▶ [Work instruction]:
Two lines in the data below mark the range: the one with "let routes: HashMap<Uuid, routes::Model>" and the one with "pub async fn get_flight(state: &AppState, id: Uuid)". Return both, along with every line between them, exactly.

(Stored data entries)

--

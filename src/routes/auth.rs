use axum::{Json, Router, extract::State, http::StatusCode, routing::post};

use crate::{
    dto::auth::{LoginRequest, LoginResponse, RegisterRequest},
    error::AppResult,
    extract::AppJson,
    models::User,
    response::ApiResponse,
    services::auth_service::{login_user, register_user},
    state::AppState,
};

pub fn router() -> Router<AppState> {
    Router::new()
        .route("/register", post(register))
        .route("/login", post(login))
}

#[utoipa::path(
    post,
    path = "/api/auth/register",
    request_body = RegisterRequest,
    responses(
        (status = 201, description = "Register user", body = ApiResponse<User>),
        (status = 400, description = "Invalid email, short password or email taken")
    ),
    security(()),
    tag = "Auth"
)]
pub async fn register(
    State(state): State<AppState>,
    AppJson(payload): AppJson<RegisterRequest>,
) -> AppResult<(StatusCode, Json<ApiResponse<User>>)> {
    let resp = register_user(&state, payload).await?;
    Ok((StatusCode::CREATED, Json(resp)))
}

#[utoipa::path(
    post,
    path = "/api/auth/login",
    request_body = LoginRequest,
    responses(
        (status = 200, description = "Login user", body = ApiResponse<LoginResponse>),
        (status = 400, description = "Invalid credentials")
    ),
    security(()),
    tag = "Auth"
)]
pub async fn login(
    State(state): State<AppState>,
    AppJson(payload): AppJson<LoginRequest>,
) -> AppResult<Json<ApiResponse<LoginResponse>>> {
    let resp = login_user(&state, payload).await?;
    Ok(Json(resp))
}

--

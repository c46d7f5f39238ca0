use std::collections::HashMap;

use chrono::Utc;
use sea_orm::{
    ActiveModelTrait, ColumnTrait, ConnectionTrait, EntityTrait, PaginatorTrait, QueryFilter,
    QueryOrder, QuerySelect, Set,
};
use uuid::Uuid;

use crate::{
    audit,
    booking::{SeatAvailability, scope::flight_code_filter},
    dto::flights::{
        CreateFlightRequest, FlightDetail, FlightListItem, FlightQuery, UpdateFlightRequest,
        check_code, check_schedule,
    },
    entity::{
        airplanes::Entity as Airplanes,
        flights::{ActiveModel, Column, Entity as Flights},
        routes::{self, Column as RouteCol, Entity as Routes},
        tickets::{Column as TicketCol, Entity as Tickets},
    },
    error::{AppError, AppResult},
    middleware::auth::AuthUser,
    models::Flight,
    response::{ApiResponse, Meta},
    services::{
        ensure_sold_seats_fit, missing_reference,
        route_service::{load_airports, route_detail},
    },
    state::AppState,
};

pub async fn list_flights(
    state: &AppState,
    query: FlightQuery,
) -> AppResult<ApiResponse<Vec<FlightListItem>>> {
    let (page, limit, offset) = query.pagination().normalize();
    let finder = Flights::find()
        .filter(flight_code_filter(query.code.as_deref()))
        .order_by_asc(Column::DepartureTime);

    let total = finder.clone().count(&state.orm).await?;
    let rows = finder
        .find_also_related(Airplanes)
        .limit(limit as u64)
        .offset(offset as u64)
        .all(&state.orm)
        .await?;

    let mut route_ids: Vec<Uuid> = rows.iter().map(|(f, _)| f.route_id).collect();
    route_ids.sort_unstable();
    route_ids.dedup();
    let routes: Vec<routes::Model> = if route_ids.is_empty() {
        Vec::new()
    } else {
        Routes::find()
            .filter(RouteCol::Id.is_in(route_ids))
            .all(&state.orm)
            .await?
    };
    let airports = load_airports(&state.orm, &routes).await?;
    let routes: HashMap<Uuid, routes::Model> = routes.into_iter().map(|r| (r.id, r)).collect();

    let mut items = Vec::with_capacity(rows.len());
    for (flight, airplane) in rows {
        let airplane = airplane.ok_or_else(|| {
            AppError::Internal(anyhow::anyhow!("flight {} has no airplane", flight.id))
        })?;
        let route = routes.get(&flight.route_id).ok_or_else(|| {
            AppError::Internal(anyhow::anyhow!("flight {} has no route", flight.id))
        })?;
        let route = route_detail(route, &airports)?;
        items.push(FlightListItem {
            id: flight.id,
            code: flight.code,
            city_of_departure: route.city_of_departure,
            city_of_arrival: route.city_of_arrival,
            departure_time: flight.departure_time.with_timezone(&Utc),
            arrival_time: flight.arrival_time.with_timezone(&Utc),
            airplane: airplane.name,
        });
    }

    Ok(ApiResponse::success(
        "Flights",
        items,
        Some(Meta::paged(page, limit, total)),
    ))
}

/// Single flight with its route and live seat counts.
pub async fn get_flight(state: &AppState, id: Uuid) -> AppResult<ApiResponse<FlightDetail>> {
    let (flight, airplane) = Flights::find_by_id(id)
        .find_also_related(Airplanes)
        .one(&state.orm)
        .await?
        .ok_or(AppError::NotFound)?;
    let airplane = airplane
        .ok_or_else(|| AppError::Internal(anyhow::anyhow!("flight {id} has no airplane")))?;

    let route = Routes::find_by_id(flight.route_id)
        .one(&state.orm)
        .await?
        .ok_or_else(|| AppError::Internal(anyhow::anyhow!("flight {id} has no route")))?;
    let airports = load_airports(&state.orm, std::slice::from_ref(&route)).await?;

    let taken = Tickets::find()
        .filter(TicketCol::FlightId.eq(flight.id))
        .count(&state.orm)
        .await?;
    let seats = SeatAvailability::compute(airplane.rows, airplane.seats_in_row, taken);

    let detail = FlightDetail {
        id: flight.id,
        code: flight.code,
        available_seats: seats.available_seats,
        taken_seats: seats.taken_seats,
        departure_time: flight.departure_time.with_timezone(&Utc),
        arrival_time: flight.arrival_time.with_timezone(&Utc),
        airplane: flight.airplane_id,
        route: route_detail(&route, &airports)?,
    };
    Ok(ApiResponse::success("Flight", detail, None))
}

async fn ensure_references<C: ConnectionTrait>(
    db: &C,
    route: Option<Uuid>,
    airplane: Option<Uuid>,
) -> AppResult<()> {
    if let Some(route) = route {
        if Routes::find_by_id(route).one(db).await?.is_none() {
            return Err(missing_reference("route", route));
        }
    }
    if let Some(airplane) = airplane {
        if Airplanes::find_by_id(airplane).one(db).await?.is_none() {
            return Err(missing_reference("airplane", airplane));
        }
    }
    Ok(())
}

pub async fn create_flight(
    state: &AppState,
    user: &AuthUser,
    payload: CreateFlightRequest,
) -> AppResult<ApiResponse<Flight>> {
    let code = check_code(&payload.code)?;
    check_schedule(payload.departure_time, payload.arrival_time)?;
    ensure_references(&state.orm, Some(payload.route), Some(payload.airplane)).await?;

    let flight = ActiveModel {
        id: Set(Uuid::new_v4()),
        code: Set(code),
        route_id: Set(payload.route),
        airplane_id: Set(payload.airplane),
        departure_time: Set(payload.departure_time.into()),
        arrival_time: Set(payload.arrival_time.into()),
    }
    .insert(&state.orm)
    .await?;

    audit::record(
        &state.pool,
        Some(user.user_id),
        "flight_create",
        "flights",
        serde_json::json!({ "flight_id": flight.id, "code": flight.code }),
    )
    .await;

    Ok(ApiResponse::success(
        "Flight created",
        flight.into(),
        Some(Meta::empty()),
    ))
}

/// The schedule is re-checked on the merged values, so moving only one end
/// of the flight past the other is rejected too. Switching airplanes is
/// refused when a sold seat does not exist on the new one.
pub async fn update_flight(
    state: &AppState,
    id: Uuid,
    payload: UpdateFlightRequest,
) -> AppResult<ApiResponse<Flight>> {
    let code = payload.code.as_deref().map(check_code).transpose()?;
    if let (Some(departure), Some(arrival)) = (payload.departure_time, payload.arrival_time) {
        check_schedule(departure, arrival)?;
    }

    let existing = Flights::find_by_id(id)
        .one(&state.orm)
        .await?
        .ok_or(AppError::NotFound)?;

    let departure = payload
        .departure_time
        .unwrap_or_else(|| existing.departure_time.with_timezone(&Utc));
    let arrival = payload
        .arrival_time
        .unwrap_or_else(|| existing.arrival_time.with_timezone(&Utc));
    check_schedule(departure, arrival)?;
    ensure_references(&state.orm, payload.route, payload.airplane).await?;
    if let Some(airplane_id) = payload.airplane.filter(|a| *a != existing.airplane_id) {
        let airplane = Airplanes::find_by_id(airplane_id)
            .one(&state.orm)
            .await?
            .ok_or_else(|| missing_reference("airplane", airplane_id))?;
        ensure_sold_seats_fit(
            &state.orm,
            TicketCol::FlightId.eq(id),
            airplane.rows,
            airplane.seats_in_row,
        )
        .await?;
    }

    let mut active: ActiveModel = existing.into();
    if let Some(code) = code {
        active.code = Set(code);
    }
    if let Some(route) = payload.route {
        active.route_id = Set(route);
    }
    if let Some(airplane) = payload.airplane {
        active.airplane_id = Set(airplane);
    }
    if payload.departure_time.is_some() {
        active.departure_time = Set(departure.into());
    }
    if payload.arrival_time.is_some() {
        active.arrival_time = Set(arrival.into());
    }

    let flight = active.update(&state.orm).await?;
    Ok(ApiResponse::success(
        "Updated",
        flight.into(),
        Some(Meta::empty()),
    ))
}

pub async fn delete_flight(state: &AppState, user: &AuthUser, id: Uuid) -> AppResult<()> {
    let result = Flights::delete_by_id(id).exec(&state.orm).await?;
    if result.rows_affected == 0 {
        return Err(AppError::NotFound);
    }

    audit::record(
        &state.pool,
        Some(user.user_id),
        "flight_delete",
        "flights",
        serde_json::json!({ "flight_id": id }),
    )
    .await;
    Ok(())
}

--

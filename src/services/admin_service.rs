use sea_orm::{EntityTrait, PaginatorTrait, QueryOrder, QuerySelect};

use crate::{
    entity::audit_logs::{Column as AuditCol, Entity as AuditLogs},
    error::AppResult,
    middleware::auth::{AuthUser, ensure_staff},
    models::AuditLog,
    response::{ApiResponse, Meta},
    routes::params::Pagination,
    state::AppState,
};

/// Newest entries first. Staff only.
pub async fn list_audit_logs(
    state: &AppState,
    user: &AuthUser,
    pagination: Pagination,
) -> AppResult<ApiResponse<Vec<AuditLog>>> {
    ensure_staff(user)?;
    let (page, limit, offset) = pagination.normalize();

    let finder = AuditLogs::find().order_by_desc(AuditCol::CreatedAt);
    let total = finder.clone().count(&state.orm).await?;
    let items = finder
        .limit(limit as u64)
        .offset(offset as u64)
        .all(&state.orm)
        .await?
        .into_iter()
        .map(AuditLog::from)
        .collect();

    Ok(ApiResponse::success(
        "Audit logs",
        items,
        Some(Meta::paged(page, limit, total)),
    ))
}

--

▶ [Output of the task]:
    let routes: HashMap<Uuid, routes::Model> = routes.into_iter().map(|r| (r.id, r)).collect();

    let mut items = Vec::with_capacity(rows.len());
    for (flight, airplane) in rows {
        let airplane = airplane.ok_or_else(|| {
            AppError::Internal(anyhow::anyhow!("flight {} has no airplane", flight.id))
        })?;
        let route = routes.get(&flight.route_id).ok_or_else(|| {
            AppError::Internal(anyhow::anyhow!("flight {} has no route", flight.id))
        })?;
        let route = route_detail(route, &airports)?;
        items.push(FlightListItem {
            id: flight.id,
            code: flight.code,
            city_of_departure: route.city_of_departure,
            city_of_arrival: route.city_of_arrival,
            departure_time: flight.departure_time.with_timezone(&Utc),
            arrival_time: flight.arrival_time.with_timezone(&Utc),
            airplane: airplane.name,
        });
    }

    Ok(ApiResponse::success(
        "Flights",
        items,
        Some(Meta::paged(page, limit, total)),
    ))
}

/// Single flight with its route and live seat counts.
pub async fn get_flight(state: &AppState, id: Uuid) -> AppResult<ApiResponse<FlightDetail>> {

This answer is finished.